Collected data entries
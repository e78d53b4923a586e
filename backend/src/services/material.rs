//! Material catalogue service

use std::sync::Arc;

use chrono::{DateTime, Utc};
use serde::Deserialize;
use shared::{
    validate_code_unchanged, validate_material_code, Material, MaterialFilter, MaterialStatistics,
    MaterialType,
};
use sqlx::{FromRow, PgPool};
use uuid::Uuid;
use validator::Validate;

use crate::cache::{CacheEntity, ListCache, Lookup};
use crate::error::{map_unique_violation, AppError, AppResult};

const MATERIAL_COLUMNS: &str =
    "id, type AS kind, name, color_code, code, measurement, image, created_at, updated_at";

/// Material service for managing the raw-material catalogue
#[derive(Clone)]
pub struct MaterialService {
    db: PgPool,
    cache: Arc<ListCache>,
}

/// Input for creating a material
#[derive(Debug, Deserialize, Validate)]
pub struct CreateMaterialInput {
    #[serde(rename = "type")]
    pub kind: MaterialType,
    #[validate(length(min = 1, max = 255))]
    pub name: String,
    #[validate(length(min = 1, max = 50))]
    pub color_code: String,
    #[validate(length(min = 1, max = 100))]
    pub code: String,
    #[validate(length(min = 1, max = 50))]
    pub measurement: String,
    pub image: Option<String>,
}

/// Input for updating a material; absent fields keep their value.
/// `code` is accepted only when it repeats the current code.
#[derive(Debug, Default, Deserialize, Validate)]
pub struct UpdateMaterialInput {
    #[serde(rename = "type")]
    pub kind: Option<MaterialType>,
    #[validate(length(min = 1, max = 255))]
    pub name: Option<String>,
    #[validate(length(min = 1, max = 50))]
    pub color_code: Option<String>,
    #[validate(length(min = 1, max = 100))]
    pub code: Option<String>,
    #[validate(length(min = 1, max = 50))]
    pub measurement: Option<String>,
    pub image: Option<String>,
}

/// Row for material queries
#[derive(Debug, FromRow)]
pub(crate) struct MaterialRow {
    id: Uuid,
    kind: String,
    name: String,
    color_code: String,
    code: String,
    measurement: String,
    image: Option<String>,
    created_at: DateTime<Utc>,
    updated_at: DateTime<Utc>,
}

impl TryFrom<MaterialRow> for Material {
    type Error = sqlx::Error;

    fn try_from(row: MaterialRow) -> Result<Self, Self::Error> {
        Ok(Material {
            id: row.id,
            kind: row.kind.parse().map_err(|e| sqlx::Error::Decode(Box::new(e)))?,
            name: row.name,
            color_code: row.color_code,
            code: row.code,
            measurement: row.measurement,
            image: row.image,
            created_at: row.created_at,
            updated_at: row.updated_at,
        })
    }
}

fn into_materials(rows: Vec<MaterialRow>) -> AppResult<Vec<Material>> {
    rows.into_iter()
        .map(|row| Material::try_from(row).map_err(AppError::from))
        .collect()
}

impl MaterialService {
    /// Create a new MaterialService instance
    pub fn new(db: PgPool, cache: Arc<ListCache>) -> Self {
        Self { db, cache }
    }

    /// List materials, optionally filtered by type and a name/code search
    pub async fn list(&self, filter: MaterialFilter) -> AppResult<Vec<Material>> {
        let filter = filter.normalized();
        let cache_key = ("list", &filter);
        let generation = match self.cache.get(CacheEntity::Materials, &cache_key).await {
            Lookup::Hit(hit) => return Ok(hit),
            Lookup::Miss(generation) => generation,
        };

        let rows = sqlx::query_as::<_, MaterialRow>(&format!(
            r#"
            SELECT {MATERIAL_COLUMNS}
            FROM materials
            WHERE ($1::text IS NULL OR type = $1)
              AND ($2::text IS NULL OR name ILIKE '%' || $2 || '%' OR code ILIKE '%' || $2 || '%')
            ORDER BY created_at, id
            "#
        ))
        .bind(filter.kind.map(|k| k.as_str()))
        .bind(filter.search.as_deref())
        .fetch_all(&self.db)
        .await?;

        let materials = into_materials(rows)?;
        self.cache
            .put(CacheEntity::Materials, &cache_key, generation, &materials)
            .await;
        Ok(materials)
    }

    /// List materials of one type
    pub async fn list_by_type(&self, kind: MaterialType) -> AppResult<Vec<Material>> {
        self.list(MaterialFilter {
            kind: Some(kind),
            search: None,
        })
        .await
    }

    /// Get a material by ID
    pub async fn get(&self, id: Uuid) -> AppResult<Material> {
        let row = sqlx::query_as::<_, MaterialRow>(&format!(
            "SELECT {MATERIAL_COLUMNS} FROM materials WHERE id = $1"
        ))
        .bind(id)
        .fetch_optional(&self.db)
        .await?
        .ok_or_else(|| AppError::NotFound("Material".to_string()))?;

        Ok(Material::try_from(row)?)
    }

    /// Check whether a code is taken
    pub async fn code_exists(&self, code: &str) -> AppResult<bool> {
        let exists = sqlx::query_scalar::<_, bool>(
            "SELECT EXISTS(SELECT 1 FROM materials WHERE code = $1)",
        )
        .bind(code)
        .fetch_one(&self.db)
        .await?;

        Ok(exists)
    }

    /// Create a material
    pub async fn create(&self, input: CreateMaterialInput) -> AppResult<Material> {
        input.validate()?;
        validate_material_code(&input.code)?;

        if self.code_exists(&input.code).await? {
            return Err(AppError::DuplicateEntry("code".to_string()));
        }

        let row = sqlx::query_as::<_, MaterialRow>(&format!(
            r#"
            INSERT INTO materials (type, name, color_code, code, measurement, image)
            VALUES ($1, $2, $3, $4, $5, $6)
            RETURNING {MATERIAL_COLUMNS}
            "#
        ))
        .bind(input.kind.as_str())
        .bind(&input.name)
        .bind(&input.color_code)
        .bind(&input.code)
        .bind(&input.measurement)
        .bind(&input.image)
        .fetch_one(&self.db)
        .await
        .map_err(|e| map_unique_violation(e, "materials_code_key", "code"))?;

        self.cache.invalidate(CacheEntity::Materials).await;

        let material = Material::try_from(row)?;
        tracing::info!(id = %material.id, code = %material.code, "Material created");
        Ok(material)
    }

    /// Update a material
    pub async fn update(&self, id: Uuid, input: UpdateMaterialInput) -> AppResult<Material> {
        input.validate()?;
        let existing = self.get(id).await?;

        // Storage lots reference the code by value
        validate_code_unchanged(&existing.code, input.code.as_deref())?;

        let kind = input.kind.unwrap_or(existing.kind);
        let name = input.name.unwrap_or(existing.name);
        let color_code = input.color_code.unwrap_or(existing.color_code);
        let measurement = input.measurement.unwrap_or(existing.measurement);
        let image = input.image.or(existing.image);

        let row = sqlx::query_as::<_, MaterialRow>(&format!(
            r#"
            UPDATE materials
            SET type = $1, name = $2, color_code = $3, measurement = $4, image = $5,
                updated_at = NOW()
            WHERE id = $6
            RETURNING {MATERIAL_COLUMNS}
            "#
        ))
        .bind(kind.as_str())
        .bind(&name)
        .bind(&color_code)
        .bind(&measurement)
        .bind(&image)
        .bind(id)
        .fetch_one(&self.db)
        .await?;

        self.cache.invalidate(CacheEntity::Materials).await;

        tracing::info!(id = %id, "Material updated");
        Ok(Material::try_from(row)?)
    }

    /// Delete a material; its recipe lines go with it
    pub async fn delete(&self, id: Uuid) -> AppResult<()> {
        let result = sqlx::query("DELETE FROM materials WHERE id = $1")
            .bind(id)
            .execute(&self.db)
            .await?;

        if result.rows_affected() == 0 {
            return Err(AppError::NotFound("Material".to_string()));
        }

        self.cache.invalidate(CacheEntity::Materials).await;
        tracing::info!(id = %id, "Material deleted");
        Ok(())
    }

    /// Count materials, total and per type
    pub async fn statistics(&self) -> AppResult<MaterialStatistics> {
        let cache_key = "statistics";
        let generation = match self.cache.get(CacheEntity::Materials, cache_key).await {
            Lookup::Hit(hit) => return Ok(hit),
            Lookup::Miss(generation) => generation,
        };

        let rows = sqlx::query_as::<_, (String, i64)>(
            "SELECT type, COUNT(*) FROM materials GROUP BY type",
        )
        .fetch_all(&self.db)
        .await?;

        let counts = rows
            .into_iter()
            .map(|(kind, count)| {
                kind.parse::<MaterialType>()
                    .map(|kind| (kind, count))
                    .map_err(|e| AppError::from(sqlx::Error::Decode(Box::new(e))))
            })
            .collect::<AppResult<Vec<_>>>()?;

        let statistics = MaterialStatistics::from_counts(counts);
        self.cache
            .put(CacheEntity::Materials, cache_key, generation, &statistics)
            .await;
        Ok(statistics)
    }
}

◆ THE PROBLEM
From the records, copy out each line that includes the string "match".

◆ SOLUTION BELOW
        let generation = match self.cache.get(CacheEntity::Materials, &cache_key).await {
        let generation = match self.cache.get(CacheEntity::Materials, cache_key).await {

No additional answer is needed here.